Over the Labor Day weekend, while average US citizens were watching college football, cooking out, and enjoying the extra day away from work and school, a vile crime was committed against members of a particular group, who are, every day, simultaneously worshiped and reviled. At this point, it’s probably old news to you, but I’ll tell you the mainstream gist of it all: Jennifer Lawrence is now naked on the Internet.
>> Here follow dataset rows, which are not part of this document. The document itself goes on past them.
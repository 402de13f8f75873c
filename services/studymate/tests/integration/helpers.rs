use std::collections::HashMap;
use std::sync::atomic::{AtomicBool, AtomicU32, AtomicUsize, Ordering};
use std::sync::{Arc, Mutex};
use std::time::Duration as StdDuration;

use anyhow::anyhow;
use bytes::Bytes;
use chrono::{DateTime, Duration, Utc};
use uuid::Uuid;

use studymate::domain::projection::{
    EntityKind, MirrorDocument, MirrorWrite, OutboxEntry, SyncOp, SyncOutcome, material_document,
    user_document,
};
use studymate::domain::repository::{
    DepartmentRepository, MaterialRepository, MirrorStore, ObjectStorage, ProjectionSource,
    Projector, SemesterRepository, SubjectRepository, SyncOutbox, UserRepository, YearRepository,
};
use studymate::domain::types::{
    BlobRef, Department, FileUpload, MaterialDetail, MaterialFilter, MaterialHierarchy,
    MaterialScope, MaterialUpdate, ProfileUpdate, Semester, SemesterDetail, SemesterFilter,
    StudyMaterial, Subject, SubjectDetail, SubjectFilter, User, Year,
};
use studymate::error::{ExternalError, StudyMateError};
use studymate::usecase::academic::CascadeCleanup;
use studymate::usecase::sync::SyncCoordinator;
use studymate::usecase::upload::{NewMaterial, UploadLifecycle};
use studymate_core::retry::RetryPolicy;
use studymate_domain::material::MaterialKind;
use studymate_domain::pagination::PageRequest;
use studymate_domain::user::UserRole;

pub type EventLog = Arc<Mutex<Vec<&'static str>>>;

pub type TestCoordinator = SyncCoordinator<MemoryStore, MockMirror, MockOutbox>;

/// Retries without real waiting.
pub const FAST_RETRY: RetryPolicy = RetryPolicy {
    max_attempts: 3,
    base_delay: StdDuration::from_millis(1),
    max_delay: StdDuration::from_millis(1),
};

/// Strictly increasing timestamp so every write produces a newer mirror version.
fn next_stamp(previous: DateTime<Utc>) -> DateTime<Utc> {
    Utc::now().max(previous + Duration::microseconds(1))
}

fn contains_ci(haystack: &str, needle: &str) -> bool {
    haystack.to_lowercase().contains(needle)
}

// ── MemoryStore ──────────────────────────────────────────────────────────────

#[derive(Default)]
pub struct Tables {
    pub users: Vec<User>,
    pub departments: Vec<Department>,
    pub years: Vec<Year>,
    pub semesters: Vec<Semester>,
    pub subjects: Vec<Subject>,
    pub materials: Vec<StudyMaterial>,
}

impl Tables {
    fn semester_detail(&self, semester: &Semester) -> SemesterDetail {
        SemesterDetail {
            semester: semester.clone(),
            department_name: semester
                .department_id
                .and_then(|id| self.departments.iter().find(|d| d.id == id))
                .map(|d| d.name.clone()),
            year_name: self
                .years
                .iter()
                .find(|y| y.id == semester.year_id)
                .map(|y| y.name.clone())
                .unwrap_or_default(),
        }
    }

    fn hierarchy(&self, subject_id: Uuid) -> Option<MaterialHierarchy> {
        let subject = self.subjects.iter().find(|s| s.id == subject_id)?;
        let semester = self.semesters.iter().find(|s| s.id == subject.semester_id)?;
        let detail = self.semester_detail(semester);
        Some(MaterialHierarchy {
            subject_id,
            subject_name: subject.name.clone(),
            semester_id: semester.id,
            semester_name: semester.name.clone(),
            semester_number: semester.number,
            year_id: semester.year_id,
            year_name: detail.year_name,
            department_id: semester.department_id,
            department_name: detail.department_name,
        })
    }

    fn subject_detail(&self, subject: &Subject) -> Option<SubjectDetail> {
        let h = self.hierarchy(subject.id)?;
        Some(SubjectDetail {
            subject: subject.clone(),
            semester_name: h.semester_name,
            semester_number: h.semester_number,
            year_name: h.year_name,
            department_name: h.department_name,
        })
    }

    fn material_detail(&self, material: &StudyMaterial) -> Option<MaterialDetail> {
        let hierarchy = self.hierarchy(material.subject_id)?;
        let uploaded_by_username = material
            .uploaded_by
            .and_then(|id| self.users.iter().find(|u| u.id == id))
            .map(|u| u.username.clone());
        Some(MaterialDetail {
            material: material.clone(),
            hierarchy,
            uploaded_by_username,
        })
    }

    fn in_scope(&self, material: &StudyMaterial, scope: MaterialScope) -> bool {
        let Some(h) = self.hierarchy(material.subject_id) else {
            return false;
        };
        match scope {
            MaterialScope::Department(id) => h.department_id == Some(id),
            MaterialScope::Year(id) => h.year_id == id,
            MaterialScope::Semester(id) => h.semester_id == id,
            MaterialScope::Subject(id) => h.subject_id == id,
            MaterialScope::Uploader(id) => material.uploaded_by == Some(id),
        }
    }

    fn scoped(&self, scope: MaterialScope) -> Vec<StudyMaterial> {
        self.materials
            .iter()
            .filter(|m| self.in_scope(m, scope))
            .cloned()
            .collect()
    }

    fn drop_subjects(&mut self, keep: impl Fn(&Subject) -> bool) {
        let removed: Vec<Uuid> = self
            .subjects
            .iter()
            .filter(|s| !keep(s))
            .map(|s| s.id)
            .collect();
        self.subjects.retain(|s| !removed.contains(&s.id));
        self.materials.retain(|m| !removed.contains(&m.subject_id));
    }

    fn drop_semesters(&mut self, keep: impl Fn(&Semester) -> bool) {
        let removed: Vec<Uuid> = self
            .semesters
            .iter()
            .filter(|s| !keep(s))
            .map(|s| s.id)
            .collect();
        self.semesters.retain(|s| !removed.contains(&s.id));
        self.drop_subjects(|s| !removed.contains(&s.semester_id));
    }
}

/// In-memory entity store with the same cascade rules as the relational schema.
#[derive(Clone, Default)]
pub struct MemoryStore {
    pub tables: Arc<Mutex<Tables>>,
    pub log: EventLog,
    /// When set, `attach_blob` fails.
    pub fail_attach: Arc<AtomicBool>,
}

impl MemoryStore {
    pub fn new() -> Self {
        Self::default()
    }

    pub fn with_log(log: EventLog) -> Self {
        Self {
            log,
            ..Self::default()
        }
    }

    pub fn insert_user(&self, user: User) {
        self.tables.lock().unwrap().users.push(user);
    }

    pub fn insert_material(&self, material: StudyMaterial) {
        self.tables.lock().unwrap().materials.push(material);
    }

    pub fn users(&self) -> Vec<User> {
        self.tables.lock().unwrap().users.clone()
    }

    pub fn materials(&self) -> Vec<StudyMaterial> {
        self.tables.lock().unwrap().materials.clone()
    }

    pub fn material(&self, id: Uuid) -> Option<StudyMaterial> {
        self.materials().into_iter().find(|m| m.id == id)
    }

    pub fn subject_count(&self) -> usize {
        self.tables.lock().unwrap().subjects.len()
    }

    pub fn semester_count(&self) -> usize {
        self.tables.lock().unwrap().semesters.len()
    }

    /// Direct write, as a concurrent request would do it.
    pub fn set_material_title(&self, id: Uuid, title: &str) {
        let mut tables = self.tables.lock().unwrap();
        if let Some(m) = tables.materials.iter_mut().find(|m| m.id == id) {
            m.title = title.to_owned();
            m.updated_at = next_stamp(m.updated_at);
        }
    }
}
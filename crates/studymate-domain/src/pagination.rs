//! Pagination and sort direction types.

use serde::{Deserialize, Serialize};

/// Generic sort direction.
#[derive(Debug, Clone, Copy, PartialEq, Eq, Hash, Serialize, Deserialize)]
#[serde(rename_all = "kebab-case")]
pub enum Sort {
    Desc,
    Asc,
}

/// Pagination parameters shared across list endpoints.
///
/// - `per_page`: 1–100, default 25
/// - `page`: ≥ 1, default 1
#[derive(Debug, Clone, Copy, PartialEq, Eq, Serialize, Deserialize)]
pub struct PageRequest {
    #[serde(default = "default_per_page", rename = "per-page")]
    pub per_page: u32,
    #[serde(default = "default_page")]
    pub page: u32,
}

fn default_per_page() -> u32 {
    25
}

fn default_page() -> u32 {
    1
}

impl Default for PageRequest {
    fn default() -> Self {
        Self {
            per_page: default_per_page(),
            page: default_page(),
        }
    }
}

impl PageRequest {
    pub fn new(per_page: Option<u32>, page: Option<u32>) -> Self {
        Self {
            per_page: per_page.unwrap_or_else(default_per_page),
            page: page.unwrap_or_else(default_page),
        }
        .clamped()
    }

    /// Clamp `per_page` to the valid range 1–100 and `page` to ≥ 1.
    pub fn clamped(self) -> Self {
        Self {
            per_page: self.per_page.clamp(1, 100),
            page: self.page.max(1),
        }
    }

    /// Row offset of the first item on this page (after clamping).
    pub fn offset(self) -> u64 {
        let PageRequest { per_page, page } = self.clamped();
        u64::from(page - 1) * u64::from(per_page)
    }

    pub fn limit(self) -> u64 {
        u64::from(self.clamped().per_page)
    }
}
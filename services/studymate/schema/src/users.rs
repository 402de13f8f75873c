use sea_orm::entity::prelude::*;

/// Account record. `role` is `"admin"` or `"student"`.
#[derive(Clone, Debug, PartialEq, Eq, DeriveEntityModel)]
#[sea_orm(table_name = "users")]
pub struct Model {
    #[sea_orm(primary_key, auto_increment = false)]
    pub id: Uuid,
    #[sea_orm(unique)]
    pub username: String,
    #[sea_orm(unique)]
    pub email: String,
    pub password_hash: String,
    pub first_name: String,
    pub last_name: String,
    pub role: String,
    pub created_at: chrono::DateTime<chrono::Utc>,
    pub updated_at: chrono::DateTime<chrono::Utc>,
}

#[derive(Copy, Clone, Debug, EnumIter, DeriveRelation)]
pub enum Relation {
    #[sea_orm(has_many = "super::study_materials::Entity")]
    StudyMaterials,
}

impl Related<super::study_materials::Entity> for Entity {
    fn to() -> RelationDef {
        Relation::StudyMaterials.def()
    }
}

impl ActiveModelBehavior for ActiveModel {}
Yes, Jennifer Lawrence. Katniss Everdeen. The coolest woman you wish you knew. America’s sweetheart.
Naked.
On the Internet.
A hacker uploaded to the Internet stolen nude photos—currently believed to have been obtained through Apple’s iCloud service—of a variety of female celebrities, including Lawrence, Kate Upton, and Ariana Grande. The anonymous user claims to possess more images, and even video, of these celebrities, as well as many others, such as Kirsten Dunst, Rihanna, and Kate Hudson.
The news spread quickly across social media: Jennifer Lawrence is naked on the Internet.
Opinions on the event running the gamut from “Who cares?” to “Where are the sex tapes?” And while the general opinion seems to be that Jennifer Lawrence is naked on the Internet, the most troublesome reactions come from those who claim that she and her fellow victims are somehow responsible for the crimes committed against them.
But let’s take some time to unpack the situation before we get to the victim-blaming. I’ll be using Lawrence as my point of reference here, but if—for some unfathomable reason—you don’t like her, feel free to substitute any other victim in this case.
First, I want to discuss intersectionality. This term was first coined by Kimberlé Williams Crenshaw in her 1989 essay, “Demarginalizing the Intersection of Race and Sex: A Black Feminist Critique of Antidiscrimination Doctrine, Feminist Theory and Antiracist Politics.” Writing about Black women’s lives as they relate to feminism and anti-racism, Crenshaw posits that
Black women are sometimes excluded from feminist theory and antiracist policy discourse because both are predicated on a discrete set of experiences that often does not accurately reflect the interaction of race and gender. … Because the intersectional experience is greater than the sum of racism and sexism, any analysis that does not take intersectionality into account cannot sufficiently address the particular manner in which Black women are subordinated. (140)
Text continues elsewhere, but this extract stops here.